Papa immediately stops trying to get up and turns his gaze on you. He says nothing, but his eyes whisper,
Is this true?

“Now justice has come to collect.” Horatio stumbles a little bit on a loose floorboard, but his aim stays true. “You know, Phillip boy, if you’d just given Clarisse the child she wanted, like a real man, none of this would have happened. . . . Shame I had to fill in for you.”

Your breath catches. Papa’s grip on the chair tightens so much that you can hear the wood splinter beneath his hand.

Horatio sneers. “You mean you didn’t even suspect?”

Papa draws himself up to his full height.

“When Clarisse sent herself back to her Maker in that barn,” McGrath says slowly, “she took one of mine with her.”

Papa screams and lunges for McGrath.

McGrath opens fire.

The impact folds Papa’s body in two and carries him across the room into the stove, where he shudders once and lies still. His unseeing eyes glare up at McGrath.

At once Gracie is wailing and Violet is screaming, and you want to join them, but the heat within is devouring your voice. Instead you dive for McGrath yourself.

He doesn’t have time to properly aim his rifle, but he shrugs you off hard with his shoulder, knocking you back into the kitchen table. It flips over along with you, sending corn and the extinguished lantern down onto the wooden floor.

The cold barrel presses into the side of your neck. “Any last words before I show you the same courtesy you showed to my scarecrow?”

“The same thing we told your scarecrow,” Violet says from behind him.
“Burn in hell.”

McGrath hollers, and the rifle clatters out of his hands. You turn in time to see McGrath clutching his bloody thigh where Violet has plunged in the broken milk bottle. Before he can reach for the fallen rifle, you snatch the lantern. In your mind you picture a bonfire in
a field. Instantly the wick inside the lantern ignites.

Then you smash the lantern against McGrath’s face.

He howls again as the glass and fire torch his cheek, and he tumbles to the ground.

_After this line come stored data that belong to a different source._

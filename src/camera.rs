use glam::{DVec3, Mat4};

use crate::constants::{FOV_Y_DEG, START_POSITION, Z_FAR, Z_NEAR};
use crate::math::{deg_to_rad, Mat4Transform};

/// First-person camera pose.
///
/// Angles are in degrees and are never wrapped; they grow for as long as a
/// turn key is held. Position and angles stay in double precision, only the
/// derived matrices drop to `f32`.
#[derive(Clone, Copy, Debug, PartialEq)]
pub struct CameraPose {
    /// Degrees
    pub pitch: f64,
    /// Degrees
    pub yaw: f64,
    pub position: DVec3,
}

impl Default for CameraPose {
    fn default() -> Self {
        Self {
            pitch: 0.0,
            yaw: 0.0,
            position: START_POSITION,
        }
    }
}

impl CameraPose {
    pub fn new(pitch: f64, yaw: f64, position: DVec3) -> Self {
        Self {
            pitch,
            yaw,
            position,
        }
    }

    /// Inverse camera transform: undo the orientation, then the position.
    ///
    /// Pitch turns around the vertical axis, same as yaw, so Page Up/Down
    /// currently spin the view instead of tilting it. Kept until the intended
    /// behaviour is confirmed.
    pub fn view_matrix(&self) -> Mat4 {
        Mat4::IDENTITY
            .rotated_y(deg_to_rad(-self.pitch) as f32)
            .rotated_y(deg_to_rad(-self.yaw) as f32)
            .translated(-self.position.as_vec3())
    }
}

/// Perspective projection for a viewport of the given aspect ratio
pub fn projection_matrix(aspect: f32) -> Mat4 {
    Mat4::perspective_rh(FOV_Y_DEG.to_radians(), aspect, Z_NEAR, Z_FAR)
}

#[cfg(test)]
mod tests {
    use super::*;
    use glam::Vec3;

    #[test]
    fn test_default_pose() {
        let pose = CameraPose::default();
        assert_eq!(pose.pitch, 0.0);
        assert_eq!(pose.yaw, 0.0);
        assert_eq!(pose.position, DVec3::new(0.0, 0.4, 20.0));
    }

    #[test]
    fn test_view_matrix_moves_world_opposite_to_camera() {
        let view = CameraPose::default().view_matrix();
        let origin = view.transform_point3(Vec3::ZERO);
        assert!(
            origin.abs_diff_eq(Vec3::new(0.0, -0.4, -20.0), 1e-5),
            "origin in view space: {:?}",
            origin
        );
        let eye = view.inverse().transform_point3(Vec3::ZERO);
        assert!(eye.abs_diff_eq(Vec3::new(0.0, 0.4, 20.0), 1e-4));
    }

    #[test]
    fn test_pitch_turns_around_vertical_axis() {
        // Pitch and yaw compose on the same axis, so they are interchangeable
        let pitched = CameraPose::new(30.0, 0.0, DVec3::ZERO).view_matrix();
        let yawed = CameraPose::new(0.0, 30.0, DVec3::ZERO).view_matrix();
        assert!(pitched.abs_diff_eq(yawed, 1e-6));

        // and the up vector never tilts
        let up = pitched.transform_vector3(Vec3::Y);
        assert!(up.abs_diff_eq(Vec3::Y, 1e-6));
    }

    #[test]
    fn test_projection_matrix_is_finite() {
        let proj = projection_matrix(4.0 / 3.0);
        for val in proj.to_cols_array() {
            assert!(val.is_finite(), "Projection matrix should be finite");
        }
        // A point on the near plane maps to depth 0 in wgpu clip space
        let near = proj.project_point3(Vec3::new(0.0, 0.0, -Z_NEAR));
        assert!(near.z.abs() < 1e-5);
    }
}
use thiserror::Error;
use wasm_bindgen::JsValue;

/// Everything that can stop the viewer.
///
/// Start-up variants are reported to the user and abort `start`;
/// `InvalidStackOperation` is a logic error that halts the frame loop.
#[derive(Debug, Clone, PartialEq, Eq, Error)]
pub enum ViewerError {
    #[error("could not initialise the graphics context: {0}")]
    ContextUnavailable(String),

    #[error("shader compilation failed: {0}")]
    ShaderCompile(String),

    #[error("shader program link failed: {0}")]
    ShaderLink(String),

    #[error("invalid matrix stack operation: pop on an empty stack")]
    InvalidStackOperation,
}

impl From<ViewerError> for JsValue {
    fn from(err: ViewerError) -> Self {
        JsValue::from_str(&err.to_string())
    }
}

#[cfg(test)]
mod tests {
    use super::*;

    #[test]
    fn test_messages_carry_backend_log() {
        let err = ViewerError::ShaderCompile("expected ';' at 3:14".to_string());
        assert!(err.to_string().contains("expected ';' at 3:14"));
    }

    #[test]
    fn test_stack_error_message() {
        let msg = ViewerError::InvalidStackOperation.to_string();
        assert!(msg.contains("empty"), "unexpected message: {}", msg);
    }
}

Unfortunately, he lands right on top of the rifle, and to try to pry it out from underneath him is just asking to get shot. So you cast one last tear-filled look at Papa’s still form, slumped against the stove. Then you push Violet out the back door—it’s safer if you split up for now—and pull the squealing Gracie out of her stool. With one arm curled around her little body, you hurdle over McGrath’s moaning body and run out the front door onto the porch.

You start for the road, but you hear the kitchen door slam open behind you, so you change course for the shelter of the barn. A bullet hits the
WHITNEY FARMS, EST. 1796
sign next to your head, doing to the Whitney name what it had just done to Papa.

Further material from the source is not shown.